SUPERNATURAL:

Meetings with the Ancient Teachers of Mankind

GRAHAM HANCOCK

A Book Review by Andrew Collins

 

I have just finished reading Graham Hancock's new book SUPERNATURAL (Century, 2005), and can honestly say that it is one of the best books I have ever read. He opens the book by doing massive amounts of ayahuasca with native peoples of the Upper Amazon, and iboga, or ebogaine, the wonder drug of Gambia, under medical supervision in Bath, before exploring the explosive theory put forward by David Lewis-Williams in 1988 that much, if not all of the Upper Palaeolithic cave art in South-west Europe, as well as the San art of South Africa, is the result of shamanic journeying. In Europe it was most likely a species of psilocybin mushroom, such as the common Liberty Cap, that shamans used to achieve a trance, while in Africa it was the more natural use of trance dancing.

Having established the reality of this theory, Hancock goes on to advance the notion that what shamans, or anyone else for that matter, see whilst in an induced trance state could well be glimpses of a very real human-less parallel existence, accessible to us only during altered states of consciousness, whether induced or purely spontaneous. He examines the evidence for medieval and more recent fairy lore being an extension of this paradigm, and compares these experiences with abduction phenomena, which he does view in terms of the ET hypothesis. All these highly controversial areas of study nicely dovetail in a way that becomes almost disconcerting to read, especially when he gets on to the bizarre evidence of abductees creating hybrid babies that remain in the alternative realms.

Yet then he looks at the work of Dr Rick Strassman, author of DMT: THE SPIRIT MOLECULE (2001), which is a scholarly work examining the effects of controlled DMT experiments using hundreds of test subjects. A great many report very similar hallucinations that have striking parallels with alien abductions and fairy lore. Indeed, Strassman himself came to the conclusion that what the subjects experience might well result from interaction with a human-less reality.


Hancock also covers a lot of ground which will feature also in my upcoming book, especially the work of Jeremy Narby, author of THE COSMIC SERPENT: DNA AND THE ORIGINS OF KNOWLEDGE (1995) who, following his own ayahausca experiences with native peoples in the Upper Amazon, came to the stunning conclusion that since all life breaks down into the same molecule, i.e. DNA, interactions take place on a sub-atomic level between our DNA and that of the rest of the plant and animal kingdom. It was an idea he used to explain why the indigenous peoples of the Upper Amazon related how their vast knowledge of the plant world, involving tens of thousands of species, was obtained by shamans from the spirit world during ayahuasca sessions. Remember, the principal active ingredient of ayahuasca is DMT.

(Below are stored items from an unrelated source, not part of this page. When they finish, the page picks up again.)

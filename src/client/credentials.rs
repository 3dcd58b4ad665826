use secrecy::{ExposeSecret, SecretString};

use crate::error::SessionError;

/// Short-lived client secret minted for one session. Only used to authorize
/// the SDP exchange; the client does not keep it after `connect` returns.
#[derive(Debug)]
pub struct EphemeralToken {
    value: SecretString,
    expires_at: Option<i64>,
}

impl EphemeralToken {
    pub fn new(value: &str, expires_at: Option<i64>) -> Self {
        Self {
            value: SecretString::from(value.to_string()),
            expires_at,
        }
    }

    pub fn secret(&self) -> &SecretString {
        &self.value
    }

    pub fn expose(&self) -> &str {
        self.value.expose_secret()
    }

    /// Unix seconds.
    pub fn expires_at(&self) -> Option<i64> {
        self.expires_at
    }
}

#[derive(Debug, serde::Deserialize)]
struct TokenResponse {
    #[serde(default)]
    client_secret: Option<ClientSecret>,
}

#[derive(Debug, serde::Deserialize)]
struct ClientSecret {
    #[serde(default)]
    value: Option<String>,
    #[serde(default)]
    expires_at: Option<i64>,
}

/// Pulls `client_secret.value` out of a session creation response.
pub(crate) fn parse_token_response(body: &str) -> Result<EphemeralToken, SessionError> {
    let response: TokenResponse = serde_json::from_str(body).map_err(|e| SessionError::Credential {
        status: None,
        detail: format!("unreadable token response: {}", e),
    })?;
    let secret = response.client_secret.ok_or_else(|| SessionError::Credential {
        status: None,
        detail: "response has no client_secret".to_string(),
    })?;
    match secret.value {
        Some(value) if !value.is_empty() => Ok(EphemeralToken::new(&value, secret.expires_at)),
        _ => Err(SessionError::Credential {
            status: None,
            detail: "client_secret has no value".to_string(),
        }),
    }
}
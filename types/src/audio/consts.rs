use serde::{Deserialize, Deserializer, Serialize, Serializer};

#[derive(Debug, Clone, PartialEq, Eq, Hash)]
pub enum Voice {
    Alloy,
    Ash,
    Ballad,
    Coral,
    Echo,
    Sage,
    Shimmer,
    Verse,
    Custom(String),
}

impl Voice {
    pub fn as_str(&self) -> &str {
        match self {
            Voice::Alloy => "alloy",
            Voice::Ash => "ash",
            Voice::Ballad => "ballad",
            Voice::Coral => "coral",
            Voice::Echo => "echo",
            Voice::Sage => "sage",
            Voice::Shimmer => "shimmer",
            Voice::Verse => "verse",
            Voice::Custom(s) => s,
        }
    }
}

impl From<&str> for Voice {
    fn from(s: &str) -> Self {
        match s {
            "alloy" => Voice::Alloy,
            "ash" => Voice::Ash,
            "ballad" => Voice::Ballad,
            "coral" => Voice::Coral,
            "echo" => Voice::Echo,
            "sage" => Voice::Sage,
            "shimmer" => Voice::Shimmer,
            "verse" => Voice::Verse,
            _ => Voice::Custom(s.to_string()),
        }
    }
}

impl std::fmt::Display for Voice {
    fn fmt(&self, f: &mut std::fmt::Formatter<'_>) -> std::fmt::Result {
        f.write_str(self.as_str())
    }
}

impl Serialize for Voice {
    fn serialize<S>(&self, serializer: S) -> Result<S::Ok, S::Error>
    where
        S: Serializer,
    {
        serializer.serialize_str(self.as_str())
    }
}

impl<'de> Deserialize<'de> for Voice {
    fn deserialize<D>(deserializer: D) -> Result<Self, D::Error>
    where
        D: Deserializer<'de>,
    {
        let s = String::deserialize(deserializer)?;
        Ok(Voice::from(s.as_str()))
    }
}

#[derive(Debug, Clone, serde::Serialize, serde::Deserialize, PartialEq)]
pub enum AudioFormat {
    #[serde(rename = "pcm16")]
    Pcm16,
    #[serde(rename = "g711_ulaw")]
    Mulaw,
    #[serde(rename = "g711_alaw")]
    Alaw,
}

#[derive(Debug, Clone, PartialEq)]
pub enum TranscriptionModel {
    Whisper,
    Gpt4oTranscribe,
    Gpt4oMiniTranscribe,
    Custom(String),
}

impl TranscriptionModel {
    pub fn as_str(&self) -> &str {
        match self {
            TranscriptionModel::Whisper => "whisper-1",
            TranscriptionModel::Gpt4oTranscribe => "gpt-4o-transcribe",
            TranscriptionModel::Gpt4oMiniTranscribe => "gpt-4o-mini-transcribe",
            TranscriptionModel::Custom(s) => s,
        }
    }
}

impl From<&str> for TranscriptionModel {
    fn from(s: &str) -> Self {
        match s {
            "whisper-1" => TranscriptionModel::Whisper,
            "gpt-4o-transcribe" => TranscriptionModel::Gpt4oTranscribe,
            "gpt-4o-mini-transcribe" => TranscriptionModel::Gpt4oMiniTranscribe,
            _ => TranscriptionModel::Custom(s.to_string()),
        }
    }
}

impl Serialize for TranscriptionModel {
    fn serialize<S>(&self, serializer: S) -> Result<S::Ok, S::Error>
    where
        S: Serializer,
    {
        serializer.serialize_str(self.as_str())
    }
}

impl<'de> Deserialize<'de> for TranscriptionModel {
    fn deserialize<D>(deserializer: D) -> Result<Self, D::Error>
    where
        D: Deserializer<'de>,
    {
        let s = String::deserialize(deserializer)?;
        Ok(TranscriptionModel::from(s.as_str()))
    }
}
use async_trait::async_trait;
#[cfg(test)]
use mockall::automock;
use secrecy::{ExposeSecret, SecretString};

use crate::client::consts::{AUTHORIZATION_HEADER, CONTENT_TYPE_HEADER, SDP_CONTENT_TYPE};
use crate::client::credentials::{parse_token_response, EphemeralToken};
use crate::client::utils;
use crate::error::SessionError;
use crate::types::SessionConfig;

/// The two HTTP exchanges that bracket a session: minting an ephemeral token
/// and trading an SDP offer for the server's answer.
#[cfg_attr(test, automock)]
#[async_trait]
pub trait Signaling: Send + Sync {
    async fn fetch_token(&self, session: &SessionConfig) -> Result<EphemeralToken, SessionError>;

    async fn negotiate(&self, token: &EphemeralToken, model: &str, offer_sdp: &str) -> Result<String, SessionError>;
}

pub struct HttpSignaling {
    http: reqwest::Client,
    base_url: String,
    api_key: SecretString,
}

impl HttpSignaling {
    pub fn new(base_url: &str, api_key: &SecretString) -> Self {
        Self {
            http: reqwest::Client::new(),
            base_url: base_url.trim_end_matches('/').to_string(),
            api_key: SecretString::from(api_key.expose_secret().to_string()),
        }
    }

    pub fn with_http_client(mut self, http: reqwest::Client) -> Self {
        self.http = http;
        self
    }
}

#[async_trait]
impl Signaling for HttpSignaling {
    async fn fetch_token(&self, session: &SessionConfig) -> Result<EphemeralToken, SessionError> {
        let response = self
            .http
            .post(utils::sessions_url(&self.base_url))
            .header(AUTHORIZATION_HEADER, utils::bearer(&self.api_key))
            .json(session)
            .send()
            .await
            .map_err(|e| SessionError::Credential {
                status: e.status().map(|s| s.as_u16()),
                detail: e.to_string(),
            })?;

        let status = response.status();
        let body = response.text().await.map_err(|e| SessionError::Credential {
            status: Some(status.as_u16()),
            detail: e.to_string(),
        })?;
        if !status.is_success() {
            tracing::warn!(status = status.as_u16(), "session token request rejected");
            return Err(SessionError::Credential {
                status: Some(status.as_u16()),
                detail: utils::truncate_body(&body),
            });
        }
        parse_token_response(&body)
    }

    async fn negotiate(&self, token: &EphemeralToken, model: &str, offer_sdp: &str) -> Result<String, SessionError> {
        let response = self
            .http
            .post(&self.base_url)
            .query(&[("model", model)])
            .header(AUTHORIZATION_HEADER, utils::bearer(token.secret()))
            .header(CONTENT_TYPE_HEADER, SDP_CONTENT_TYPE)
            .body(offer_sdp.to_string())
            .send()
            .await
            .map_err(|e| SessionError::Negotiation {
                status: e.status().map(|s| s.as_u16()),
                detail: e.to_string(),
            })?;

        let status = response.status();
        let body = response.text().await.map_err(|e| SessionError::Negotiation {
            status: Some(status.as_u16()),
            detail: e.to_string(),
        })?;
        if status != reqwest::StatusCode::OK {
            tracing::warn!(status = status.as_u16(), "sdp offer rejected");
            return Err(SessionError::Negotiation {
                status: Some(status.as_u16()),
                detail: utils::truncate_body(&body),
            });
        }
        if body.trim().is_empty() {
            return Err(SessionError::Negotiation {
                status: Some(status.as_u16()),
                detail: "empty sdp answer".to_string(),
            });
        }
        Ok(body)
    }
}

Graham Hancock's SUPERNATURAL touches on the story of Francis Crick, the Cambridge astrobiologist who cracked the DNA code in the 1950s. Something he points out, and I will take further, is that in 2004, following his death at the age of 84, it was revealed that he had regularly used LSD in his younger days (then still legal in this country),and that it was whilst on a trip that the structure of the DNA molecule was revealed to him. Strange then that Crick, as Hancock's points out (and I will do too), went on to champion the concept of Panspermia, the possibility that the building blocks of life came originally from deep space. Did this view of life also derive from his drug experiences? The concept of panspermia was also given full support by the leading astronomer and rebel astrophysicist Sir Frederick Hoyle before his death at the age of 86 in 2001.

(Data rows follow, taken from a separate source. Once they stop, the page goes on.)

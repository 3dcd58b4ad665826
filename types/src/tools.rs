/// How the model chooses tools. Serialized either as one of the keywords or as
/// `{"type":"function","name":..}` for a specific function.
#[derive(Debug, Clone, PartialEq, serde::Serialize, serde::Deserialize)]
#[serde(untagged)]
pub enum ToolChoice {
    Mode(ToolChoiceMode),
    Function(FunctionChoice),
}

#[derive(Debug, Clone, Copy, PartialEq, Eq, serde::Serialize, serde::Deserialize)]
#[serde(rename_all = "lowercase")]
pub enum ToolChoiceMode {
    Auto,
    None,
    Required,
}

#[derive(Debug, Clone, PartialEq, serde::Serialize, serde::Deserialize)]
pub struct FunctionChoice {
    #[serde(rename = "type")]
    kind: String,
    name: String,
}

impl ToolChoice {
    pub fn auto() -> Self {
        ToolChoice::Mode(ToolChoiceMode::Auto)
    }

    pub fn function(name: &str) -> Self {
        ToolChoice::Function(FunctionChoice {
            kind: "function".to_string(),
            name: name.to_string(),
        })
    }
}

#[derive(Debug, Clone, PartialEq, serde::Serialize, serde::Deserialize)]
#[serde(tag = "type")]
pub enum Tool {
    #[serde(rename = "function")]
    Function(FunctionTool),
}

#[derive(Debug, Clone, PartialEq, serde::Serialize, serde::Deserialize)]
pub struct FunctionTool {
    /// The name of the function
    name: String,

    /// The description of the function
    description: String,

    /// The parameters of the function in JSON Schema format
    parameters: serde_json::Value,
}

impl FunctionTool {
    pub fn new(name: &str, description: &str, parameters: serde_json::Value) -> Self {
        Self {
            name: name.to_string(),
            description: description.to_string(),
            parameters,
        }
    }

    pub fn name(&self) -> &str {
        &self.name
    }

    pub fn description(&self) -> &str {
        &self.description
    }

    pub fn parameters(&self) -> &serde_json::Value {
        &self.parameters
    }
}
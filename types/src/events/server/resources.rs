use crate::session::SessionConfig;
use crate::Item;

/// A conversation item as reported by the server.
pub type ItemResource = Item;

/// The session as echoed by `session.created` / `session.updated`.
#[derive(Debug, Clone, PartialEq, serde::Serialize, serde::Deserialize)]
pub struct SessionResource {
    #[serde(default)]
    id: Option<String>,
    /// Unix timestamp at which the server closes the session
    #[serde(default)]
    expires_at: Option<i64>,
    #[serde(flatten)]
    config: SessionConfig,
}

impl SessionResource {
    pub fn id(&self) -> Option<&str> {
        self.id.as_deref()
    }

    pub fn expires_at(&self) -> Option<i64> {
        self.expires_at
    }

    pub fn config(&self) -> &SessionConfig {
        &self.config
    }
}

#[derive(Debug, Clone, PartialEq, serde::Serialize, serde::Deserialize)]
pub struct ConversationResource {
    id: String,
}

impl ConversationResource {
    pub fn id(&self) -> &str {
        &self.id
    }
}

#[derive(Debug, Clone, PartialEq, Eq, serde::Serialize, serde::Deserialize)]
#[serde(rename_all = "snake_case")]
pub enum ResponseStatus {
    InProgress,
    Completed,
    Cancelled,
    Failed,
    Incomplete,
    #[serde(other)]
    Unknown,
}

#[derive(Debug, Clone, PartialEq, serde::Serialize, serde::Deserialize)]
pub struct Usage {
    #[serde(default)]
    total_tokens: u64,
    #[serde(default)]
    input_tokens: u64,
    #[serde(default)]
    output_tokens: u64,
}

impl Usage {
    pub fn total_tokens(&self) -> u64 {
        self.total_tokens
    }

    pub fn input_tokens(&self) -> u64 {
        self.input_tokens
    }

    pub fn output_tokens(&self) -> u64 {
        self.output_tokens
    }
}

#[derive(Debug, Clone, PartialEq, serde::Serialize, serde::Deserialize)]
pub struct ResponseResource {
    id: String,
    status: ResponseStatus,
    #[serde(default)]
    status_details: Option<serde_json::Value>,
    #[serde(default)]
    output: Vec<ItemResource>,
    #[serde(default)]
    usage: Option<Usage>,
}

impl ResponseResource {
    pub fn id(&self) -> &str {
        &self.id
    }

    pub fn status(&self) -> &ResponseStatus {
        &self.status
    }

    pub fn status_details(&self) -> Option<&serde_json::Value> {
        self.status_details.as_ref()
    }

    pub fn output(&self) -> &[ItemResource] {
        &self.output
    }

    pub fn usage(&self) -> Option<&Usage> {
        self.usage.as_ref()
    }
}

#[derive(Debug, Clone, PartialEq, serde::Serialize, serde::Deserialize)]
pub struct RateLimitInformation {
    name: String,
    limit: u64,
    remaining: u64,
    reset_seconds: f64,
}

impl RateLimitInformation {
    pub fn name(&self) -> &str {
        &self.name
    }

    pub fn limit(&self) -> u64 {
        self.limit
    }

    pub fn remaining(&self) -> u64 {
        self.remaining
    }

    pub fn reset_seconds(&self) -> f64 {
        self.reset_seconds
    }
}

Starting off a book by taking drugs might seem like literary suicide, and let's face the scholarly community are going to have a field day with SUPERNATURAL. However, taking the bull by the horns was probably the right decision for Hancock to have made, for he certainly shows the relevance of his own experiences. Moreover, you just know that in the true Terence McKenna style (see his brilliant INVISIBLE LANDSCAPES), that if you do do hallucinogens then you are going to see the world in a completely different light, and come up new ideas that are rarely available to you under usual circumstances.

I thoroughly recommend SUPERNATURAL to anyone out there. It is a very important book indeed that pulls together so many strands that might at first appear completely separate to each other. The whole book is the way forward, and you will need to get up to speed on this one, I assure you.